# The minimum speed during the movement of a body thrown at a certain angle to the horizon is 5 m / s

**The minimum speed during the movement of a body thrown at a certain angle to the horizon is 5 m / s, and the maximum speed is 10 m / s. Determine in degrees the angle at which the body is thrown. Neglect air resistance.**

Vmin = 5 m / s.

Vmax = 10 m / s.

∠α -?

The motion of a body can be divided into two types: horizontally, it moves uniformly with a speed Vх, vertically, it is uniformly accelerated with an acceleration of gravity g.

The speed of the body V will be the vector sum of the horizontal component of the velocity Vх and the vertical component Vу: V = Vх + Vу.

Since the velocities Vх, Vу are mutually perpendicular, the resulting velocity V will be the hypotenuse of a right-angled triangle, the legs of which are Vх, Vу.

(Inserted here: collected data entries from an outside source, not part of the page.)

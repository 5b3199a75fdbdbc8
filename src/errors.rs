// Create the Error, ErrorKind, ResultExt, and Result types
// Result is a typedef of std `Result` with the error type our own `Error`
// Defines the From conversions that let ? work for our `Error`.
use error_chain::error_chain;

use crate::cells::Cartesian3DCoordinate;

error_chain! {

    errors {
        InvalidDimension(x: isize, y: isize, z: isize) {
            description("invalid grid dimensions")
            display("invalid grid dimensions ({}, {}, {}): every extent must be positive and the cell count addressable",
                    x, y, z)
        }

        InvalidStartCoordinate(coord: Cartesian3DCoordinate) {
            description("start coordinate is outside the grid")
            display("start coordinate {} is outside the grid", coord)
        }

        // A bug in the neighbour or bounds logic, never a recoverable condition.
        InvariantViolation(reason: String) {
            description("maze generation invariant violated")
            display("maze generation invariant violated: {}", reason)
        }
    }
}
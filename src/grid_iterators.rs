use std::fmt;

use crate::cells::{Cartesian3DCoordinate, Cell, Direction};
use crate::grid_dimensions::GridDimensions;

// Every passage joins a cell to its neighbour in one of these directions, so checking
// only these finds each passage exactly once.
const POSITIVE_DIRECTIONS: [Direction; 3] = [Direction::Front, Direction::Left, Direction::Up];

/// Iterates every coordinate of a grid in linear index order, x varying fastest.
#[derive(Debug, Copy, Clone)]
pub struct CellIter {
    dimensions: GridDimensions,
    current_cell_number: usize,
    cells_count: usize,
}

impl CellIter {
    pub(crate) fn new(dimensions: GridDimensions) -> CellIter {
        CellIter {
            dimensions,
            current_cell_number: 0,
            cells_count: dimensions.size(),
        }
    }
}

impl ExactSizeIterator for CellIter {} // default impl using size_hint()
impl Iterator for CellIter {
    type Item = Cartesian3DCoordinate;
    fn next(&mut self) -> Option<Self::Item> {
        if self.current_cell_number < self.cells_count {
            let coord = self.dimensions.coordinate_from_index(self.current_cell_number);
            self.current_cell_number += 1;
            coord
        } else {
            None
        }
    }

    fn size_hint(&self) -> (usize, Option<usize>) {
        let lower_bound = self.cells_count - self.current_cell_number;
        let upper_bound = lower_bound;
        (lower_bound, Some(upper_bound))
    }
}

/// Iterates every open passage once, as the pair of coordinates it joins.
/// The first coordinate of each pair is the one nearer the origin.
#[derive(Clone)]
pub struct LinksIter<'a> {
    cells: &'a [Cell],
    dimensions: GridDimensions,
    cell_index: usize,
    direction_index: usize,
}

impl<'a> LinksIter<'a> {
    pub(crate) fn new(cells: &'a [Cell], dimensions: GridDimensions) -> LinksIter<'a> {
        LinksIter {
            cells,
            dimensions,
            cell_index: 0,
            direction_index: 0,
        }
    }
}

impl<'a> Iterator for LinksIter<'a> {
    type Item = (Cartesian3DCoordinate, Cartesian3DCoordinate);

    fn next(&mut self) -> Option<Self::Item> {
        while self.cell_index < self.cells.len() {

            let cell = &self.cells[self.cell_index];
            while self.direction_index < POSITIVE_DIRECTIONS.len() {
                let dir = POSITIVE_DIRECTIONS[self.direction_index];
                self.direction_index += 1;

                if cell.can_go(dir) {
                    let link = self.dimensions
                        .coordinate_from_index(self.cell_index)
                        .and_then(|coord| {
                            self.dimensions
                                .offset_coordinate(coord, dir)
                                .map(|neighbour| (coord, neighbour))
                        });
                    if link.is_some() {
                        return link;
                    }
                }
            }

            self.cell_index += 1;
            self.direction_index = 0;
        }

        None
    }
}

impl<'a> fmt::Debug for LinksIter<'a> {
    fn fmt(&self, f: &mut fmt::Formatter) -> fmt::Result {
        write!(f,
               "LinksIter :: cell_index: {:?}, cells_count: {:?}",
               self.cell_index,
               self.cells.len())
    }
}
#[cfg(test)]
mod tests {

    use super::*;
    use itertools::Itertools; // a trait
    use rand::SeedableRng;
    use rand_xorshift::XorShiftRng;

    fn grid(x: isize, y: isize, z: isize) -> Grid {
        Grid::new((x, y, z)).expect("valid grid dimensions")
    }

    fn gc(x: u32, y: u32, z: u32) -> Cartesian3DCoordinate {
        Cartesian3DCoordinate::new(x, y, z)
    }

    #[test]
    fn construction() {
        let g = grid(3, 4, 5);
        assert_eq!(g.size(), 60);
        assert_eq!(g.visited_count(), 0);
        assert!(!g.is_complete());
        assert!(g.path().is_empty());
        assert!(g.iter().all(|coord| {
            let cell = g.cell(coord).expect("coordinate from iter is valid");
            *cell == Cell::new()
        }));
    }

    #[test]
    fn construction_rejects_non_positive_dimensions() {
        for dims in &[(0, 3, 3), (3, -1, 3), (3, 3, 0)] {
            let err = Grid::new(*dims).expect_err("grid dimensions should be rejected");
            assert!(matches!(err.kind(), ErrorKind::InvalidDimension(..)));
        }
    }

    #[test]
    fn neighbour_directions() {
        let g = grid(3, 3, 3);
        use crate::cells::Direction::*;

        let check = |coord, expected: &[Direction]| {
            assert_eq!(&*g.neighbours_in_bounds(coord), expected);
        };

        // corners
        check(gc(0, 0, 0), &[Front, Left, Up]);
        check(gc(2, 2, 2), &[Back, Right, Down]);
        check(gc(2, 0, 2), &[Back, Left, Down]);

        // edge and face
        check(gc(1, 0, 0), &[Front, Back, Left, Up]);
        check(gc(1, 1, 0), &[Front, Back, Left, Right, Up]);

        // interior
        check(gc(1, 1, 1), &Direction::ALL);

        // out of the grid
        check(gc(3, 0, 0), &[]);
    }

    #[test]
    fn flat_grids_have_no_vertical_neighbours() {
        let g = grid(4, 4, 1);
        let dirs = g.neighbours_in_bounds(gc(1, 1, 0));
        assert!(!dirs.contains(&Direction::Up));
        assert!(!dirs.contains(&Direction::Down));
        assert_eq!(dirs.len(), 4);

        let single = grid(1, 1, 1);
        assert!(single.neighbours_in_bounds(gc(0, 0, 0)).is_empty());
    }

    #[test]
    fn neighbour_cells() {
        let g = grid(3, 3, 3);
        let sorted_neighbours = |coord| g.neighbours(coord).iter().cloned().sorted().collect::<Vec<_>>();

        assert_eq!(sorted_neighbours(gc(0, 0, 0)), vec![gc(0, 0, 1), gc(0, 1, 0), gc(1, 0, 0)]);
        assert_eq!(sorted_neighbours(gc(1, 1, 1)),
                   vec![gc(0, 1, 1), gc(1, 0, 1), gc(1, 1, 0), gc(1, 1, 2), gc(1, 2, 1), gc(2, 1, 1)]);
    }

    #[test]
    fn unvisited_neighbours_shrink_as_cells_are_carved() {
        let mut g = grid(2, 2, 1);
        let origin = gc(0, 0, 0);
        g.visit_start(origin).expect("valid start");
        assert_eq!(&*g.unvisited_neighbour_directions(origin), &[Direction::Front, Direction::Left]);

        let front = g.carve_passage(origin, Direction::Front).expect("carve front");
        assert_eq!(front, gc(1, 0, 0));
        assert_eq!(&*g.unvisited_neighbour_directions(origin), &[Direction::Left]);
        assert_eq!(&*g.unvisited_neighbours(origin), &[gc(0, 1, 0)]);
        assert_eq!(&*g.unvisited_neighbour_directions(front), &[Direction::Left]);
        assert_eq!(g.visited_count(), 2);
        assert_eq!(g.path(), &[Direction::Front]);
    }

    #[test]
    fn carving_links_both_cells() {
        let mut g = grid(3, 1, 1);
        let (a, b, c) = (gc(0, 0, 0), gc(1, 0, 0), gc(2, 0, 0));
        g.visit_start(a).expect("valid start");
        g.carve_passage(a, Direction::Front).expect("carve a to b");

        assert!(g.can_go(a, Direction::Front));
        assert!(g.can_go(b, Direction::Back));
        assert!(g.is_linked(a, b) && g.is_linked(b, a));
        assert!(!g.is_linked(b, c));
        assert_eq!(&*g.links(a).expect("valid coordinate"), &[b]);
        assert_eq!(&*g.links(b).expect("valid coordinate"), &[a]);
        assert!(g.links(c).expect("valid coordinate").is_empty());
        assert!(g.links(gc(5, 5, 5)).is_none());
        assert_eq!(g.iter_links().collect::<Vec<_>>(), &[(a, b)]);
        assert_eq!(g.links_count(), 1);
    }

    #[test]
    fn carving_into_a_visited_cell_is_an_invariant_violation() {
        let mut g = grid(2, 1, 1);
        g.visit_start(gc(0, 0, 0)).expect("valid start");
        g.carve_passage(gc(0, 0, 0), Direction::Front).expect("carve front");
        let err = g.carve_passage(gc(1, 0, 0), Direction::Back).expect_err("cell already visited");
        assert!(matches!(err.kind(), ErrorKind::InvariantViolation(_)));

        let err = g.carve_passage(gc(1, 0, 0), Direction::Front).expect_err("off the grid");
        assert!(matches!(err.kind(), ErrorKind::InvariantViolation(_)));
    }

    #[test]
    fn backtracking_retraces_the_stack() {
        let mut g = grid(3, 1, 1);
        g.visit_start(gc(0, 0, 0)).expect("valid start");
        let mid = g.carve_passage(gc(0, 0, 0), Direction::Front).expect("carve");
        let end = g.carve_passage(mid, Direction::Front).expect("carve");

        assert_eq!(g.backtrack(end).expect("stack not empty"), mid);
        assert_eq!(g.backtrack(mid).expect("stack not empty"), gc(0, 0, 0));

        let err = g.backtrack(gc(0, 0, 0)).expect_err("stack is empty");
        assert!(matches!(err.kind(), ErrorKind::InvariantViolation(_)));
    }

    #[test]
    fn invalid_start_coordinate() {
        let mut g = grid(2, 2, 2);
        let err = g.visit_start(gc(2, 0, 0)).expect_err("outside the grid");
        assert!(matches!(err.kind(), ErrorKind::InvalidStartCoordinate(_)));
        assert_eq!(g.visited_count(), 0);
    }

    #[test]
    fn random_cell() {
        let g = grid(4, 3, 2);
        let mut rng = XorShiftRng::seed_from_u64(7);
        for _ in 0..1000 {
            assert!(g.is_valid_coordinate(g.random_cell(&mut rng)));
        }
    }

    #[test]
    fn passage_graph_of_generated_maze_is_a_spanning_tree() {
        let mut g = grid(4, 4, 4);
        let mut rng = XorShiftRng::seed_from_u64(42);
        g.generate(&mut rng).expect("generation succeeds");

        let graph = g.passage_graph();
        assert_eq!(graph.node_count(), 64);
        assert_eq!(graph.edge_count(), 63);
        assert_eq!(petgraph::algo::connected_components(&graph), 1);
        assert!(!petgraph::algo::is_cyclic_undirected(&graph));
        assert_eq!(graph[NodeIndex::<usize>::new(5)], gc(1, 1, 0));
    }

    #[test]
    fn debug_format() {
        let g = grid(2, 3, 4);
        assert_eq!(format!("{:?}", g),
                   "Grid :: extents: (2, 3, 4), visited: 0, stack depth: 0");
    }
}
use smallvec::SmallVec;
use std::convert::From;
use std::fmt;

pub type CoordinateSmallVec = SmallVec<[Cartesian3DCoordinate; 6]>;
pub type DirectionSmallVec = SmallVec<[Direction; 6]>;

#[derive(Hash, Eq, PartialEq, Copy, Clone, Debug, Ord, PartialOrd)]
pub struct Cartesian3DCoordinate {
    pub x: u32,
    pub y: u32,
    pub z: u32,
}

impl Cartesian3DCoordinate {
    pub fn new(x: u32, y: u32, z: u32) -> Cartesian3DCoordinate {
        Cartesian3DCoordinate { x, y, z }
    }
}

impl From<(u32, u32, u32)> for Cartesian3DCoordinate {
    fn from(x_y_z: (u32, u32, u32)) -> Cartesian3DCoordinate {
        Cartesian3DCoordinate::new(x_y_z.0, x_y_z.1, x_y_z.2)
    }
}

impl fmt::Display for Cartesian3DCoordinate {
    fn fmt(&self, f: &mut fmt::Formatter) -> fmt::Result {
        write!(f, "({}, {}, {})", self.x, self.y, self.z)
    }
}

/// The six axis aligned moves between adjacent cells.
///
/// Front/back move along x, left/right along y and up/down along z.
#[derive(Hash, Eq, PartialEq, Copy, Clone, Debug, Ord, PartialOrd)]
pub enum Direction {
    Front,
    Back,
    Left,
    Right,
    Up,
    Down,
}

impl Direction {
    /// Every direction, in the order used whenever directions are enumerated.
    pub const ALL: [Direction; 6] = [Direction::Front,
                                     Direction::Back,
                                     Direction::Left,
                                     Direction::Right,
                                     Direction::Up,
                                     Direction::Down];

    /// Unit displacement `(dx, dy, dz)` of one step in this direction.
    pub fn displacement(self) -> (i32, i32, i32) {
        match self {
            Direction::Front => (1, 0, 0),
            Direction::Back => (-1, 0, 0),
            Direction::Left => (0, 1, 0),
            Direction::Right => (0, -1, 0),
            Direction::Up => (0, 0, 1),
            Direction::Down => (0, 0, -1),
        }
    }

    pub fn opposite(self) -> Direction {
        match self {
            Direction::Front => Direction::Back,
            Direction::Back => Direction::Front,
            Direction::Left => Direction::Right,
            Direction::Right => Direction::Left,
            Direction::Up => Direction::Down,
            Direction::Down => Direction::Up,
        }
    }

    /// Does a step in this direction increase a coordinate component?
    pub fn is_positive(self) -> bool {
        match self {
            Direction::Front | Direction::Left | Direction::Up => true,
            Direction::Back | Direction::Right | Direction::Down => false,
        }
    }

    #[inline]
    fn index(self) -> usize {
        self as usize
    }
}

impl fmt::Display for Direction {
    fn fmt(&self, f: &mut fmt::Formatter) -> fmt::Result {
        let name = match *self {
            Direction::Front => "front",
            Direction::Back => "back",
            Direction::Left => "left",
            Direction::Right => "right",
            Direction::Up => "up",
            Direction::Down => "down",
        };
        f.write_str(name)
    }
}

/// Passage and visitation state of one grid position.
///
/// Passages are only ever opened, never closed again.
#[derive(Eq, PartialEq, Copy, Clone, Debug, Default, Hash)]
pub struct Cell {
    passages: [bool; 6],
    visited: bool,
}

impl Cell {
    pub fn new() -> Cell {
        Cell::default()
    }

    #[inline]
    pub fn can_go(&self, direction: Direction) -> bool {
        self.passages[direction.index()]
    }

    /// Open the passage towards `direction`, which also marks the cell as visited.
    #[inline]
    pub fn open(&mut self, direction: Direction) {
        self.passages[direction.index()] = true;
        self.visited = true;
    }

    #[inline]
    pub fn is_visited(&self) -> bool {
        self.visited
    }

    pub fn open_directions(&self) -> DirectionSmallVec {
        Direction::ALL.iter()
            .cloned()
            .filter(|dir| self.can_go(*dir))
            .collect()
    }

    // The start cell of a maze is entered without carving into it.
    #[inline]
    pub(crate) fn visit(&mut self) {
        self.visited = true;
    }
}

impl fmt::Display for Cell {
    fn fmt(&self, f: &mut fmt::Formatter) -> fmt::Result {
        write!(f, "[")?;
        for (index, dir) in self.open_directions().iter().enumerate() {
            if index > 0 {
                write!(f, ", ")?;
            }
            write!(f, "{}", dir)?;
        }
        write!(f, "]")
    }
}

#[cfg(test)]
mod tests {

    use super::*;

    #[test]
    fn opposite_is_an_involution() {
        for dir in Direction::ALL.iter() {
            assert_eq!(dir.opposite().opposite(), *dir);
            assert_ne!(dir.opposite(), *dir);
        }
    }

    #[test]
    fn opposite_displacement_is_negated() {
        for dir in Direction::ALL.iter() {
            let (dx, dy, dz) = dir.displacement();
            assert_eq!(dir.opposite().displacement(), (-dx, -dy, -dz));
        }
    }

    #[test]
    fn displacements_are_unit_steps() {
        for dir in Direction::ALL.iter() {
            let (dx, dy, dz) = dir.displacement();
            assert_eq!(dx.abs() + dy.abs() + dz.abs(), 1);
            assert_eq!(dir.is_positive(), dx + dy + dz > 0);
        }
        assert_eq!(Direction::Front.displacement(), (1, 0, 0));
        assert_eq!(Direction::Left.displacement(), (0, 1, 0));
        assert_eq!(Direction::Down.displacement(), (0, 0, -1));
    }

    #[test]
    fn new_cell_is_closed_and_unvisited() {
        let cell = Cell::new();
        assert!(!cell.is_visited());
        for dir in Direction::ALL.iter() {
            assert!(!cell.can_go(*dir));
        }
        assert!(cell.open_directions().is_empty());
    }

    #[test]
    fn opening_marks_visited() {
        let mut cell = Cell::new();
        cell.open(Direction::Up);
        assert!(cell.is_visited());
        assert!(cell.can_go(Direction::Up));
        assert!(!cell.can_go(Direction::Down));

        cell.open(Direction::Up);
        assert!(cell.can_go(Direction::Up));
        assert_eq!(&*cell.open_directions(), &[Direction::Up]);
    }

    #[test]
    fn display_lists_open_directions() {
        let mut cell = Cell::new();
        assert_eq!(cell.to_string(), "[]");
        cell.open(Direction::Down);
        cell.open(Direction::Front);
        assert_eq!(cell.to_string(), "[front, down]");
    }

    #[test]
    fn coordinate_display_and_conversion() {
        let coord = Cartesian3DCoordinate::from((1, 2, 3));
        assert_eq!(coord, Cartesian3DCoordinate::new(1, 2, 3));
        assert_eq!(coord.to_string(), "(1, 2, 3)");
    }
}
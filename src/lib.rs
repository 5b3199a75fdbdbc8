//! **mazes3d** carves perfect mazes through 3d grids of cells and answers passage and
//! route queries over the result.
//!
//! A `grid::Grid` is built with its extents, carved by `Grid::generate` with a caller supplied
//! random number generator, then read back cell by cell through `Cell::can_go`.

pub mod cells;
pub mod errors;
pub mod generators;
pub mod grid;
pub mod grid_dimensions;
pub mod grid_iterators;
pub mod pathing;
pub mod units;
mod utils;
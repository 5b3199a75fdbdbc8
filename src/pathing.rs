use std::cmp;
use std::collections::hash_map::Entry;

use itertools::Itertools;

use crate::cells::Cartesian3DCoordinate;
use crate::grid::Grid;
use crate::utils;
use crate::utils::FnvHashMap;


/// Passage distances from one start cell to every cell reachable from it.
#[derive(Debug, Clone)]
pub struct Distances {
    start_coordinate: Cartesian3DCoordinate,
    distances: FnvHashMap<Cartesian3DCoordinate, u32>,
    max_distance: u32,
}

impl Distances {
    /// Flood fill outwards from `start_coordinate` through open passages.
    /// Returns None if the start is not on the grid.
    pub fn new(grid: &Grid, start_coordinate: Cartesian3DCoordinate) -> Option<Distances> {

        if !grid.is_valid_coordinate(start_coordinate) {
            return None;
        }

        let mut max = 0;
        let mut distances = utils::fnv_hashmap(grid.size());
        distances.insert(start_coordinate, 0);

        // Passages are unweighted, so the first time a cell is reached is along a shortest path and
        // the distances map doubles as the visited set.
        let mut frontier = vec![(start_coordinate, 0)];
        while !frontier.is_empty() {

            let mut new_frontier = vec![];
            for &(cell_coord, distance_to_cell) in &frontier {
                max = cmp::max(max, distance_to_cell);

                for link_coordinate in grid.links(cell_coord).unwrap_or_default() {
                    if let Entry::Vacant(entry) = distances.entry(link_coordinate) {
                        entry.insert(distance_to_cell + 1);
                        new_frontier.push((link_coordinate, distance_to_cell + 1));
                    }
                }
            }
            frontier = new_frontier;
        }

        Some(Distances {
            start_coordinate,
            distances,
            max_distance: max,
        })
    }

    #[inline(always)]
    pub fn start(&self) -> Cartesian3DCoordinate {
        self.start_coordinate
    }

    #[inline(always)]
    pub fn max(&self) -> u32 {
        self.max_distance
    }

    #[inline(always)]
    pub fn distance_from_start_to(&self, coord: Cartesian3DCoordinate) -> Option<u32> {
        self.distances.get(&coord).cloned()
    }

    /// Number of cells reachable from the start, the start included.
    #[inline]
    pub fn reachable_count(&self) -> usize {
        self.distances.len()
    }

    /// The cells at the maximum distance from the start, in coordinate order.
    pub fn furthest_points_on_grid(&self) -> Vec<Cartesian3DCoordinate> {
        let furthest_distance = self.max();
        self.distances
            .iter()
            .filter(|&(_, distance)| *distance == furthest_distance)
            .map(|(coord, _)| *coord)
            .sorted()
            .collect()
    }
}

/// The path through the maze from the start of `distances_from_start` to `end_point`, both included.
/// Returns None if the end point is unreachable.
pub fn shortest_path(grid: &Grid,
                     distances_from_start: &Distances,
                     end_point: Cartesian3DCoordinate)
                     -> Option<Vec<Cartesian3DCoordinate>> {

    let mut current_distance = distances_from_start.distance_from_start_to(end_point)?;
    let start = distances_from_start.start();
    let mut current_coord = end_point;
    let mut path = vec![end_point];

    while current_coord != start {
        // Step to any linked neighbour one closer to the start.
        let closer = grid.links(current_coord)?
            .iter()
            .cloned()
            .find(|link| {
                distances_from_start.distance_from_start_to(*link)
                    .map_or(false, |d| d + 1 == current_distance)
            })?;

        current_coord = closer;
        current_distance -= 1;
        path.push(current_coord);
    }

    path.reverse();
    Some(path)
}

/// Works only as long as we are looking at a perfect maze, otherwise you get back some arbitrary path.
pub fn longest_path(grid: &Grid) -> Option<Vec<Cartesian3DCoordinate>> {

    // Distances to everywhere from an arbitrary start coordinate
    let arbitrary_start_point = Cartesian3DCoordinate::new(0, 0, 0);
    let first_distances = Distances::new(grid, arbitrary_start_point)?;

    // The start of the longest path is just the point furthest away from an arbitrary initial point
    let long_path_start_coordinate = *first_distances.furthest_points_on_grid().first()?;

    let distances_from_start = Distances::new(grid, long_path_start_coordinate)?;
    let end_point = *distances_from_start.furthest_points_on_grid().first()?;

    shortest_path(grid, &distances_from_start, end_point)
}
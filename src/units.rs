#[derive(Eq, PartialEq, Copy, Clone, Debug, Ord, PartialOrd, Hash)]
pub struct NodesCount(pub usize);
#[derive(Eq, PartialEq, Copy, Clone, Debug, Ord, PartialOrd, Hash)]
pub struct EdgesCount(pub usize);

The minimum speed of the body will be at the top point of the trajectory Vmin, when the body has only a horizontal component Vx: Vmin = Vx.

The body will have the maximum speed Vmax at the moment of throwing the body and at the moment of falling. By the Pythagorean theorem Vmax2 = Vх2 + Vу2.

cosα = Vх / Vmax = Vmin / Vmax = 5 m / s / 10 m / s = 0.5.

According to the table of values of trigonometric functions, the angle ∠α = 60 ° corresponds to cos60 ° = 0.5.

Answer: the body was thrown at an angle ∠α = 60 ° to the horizon.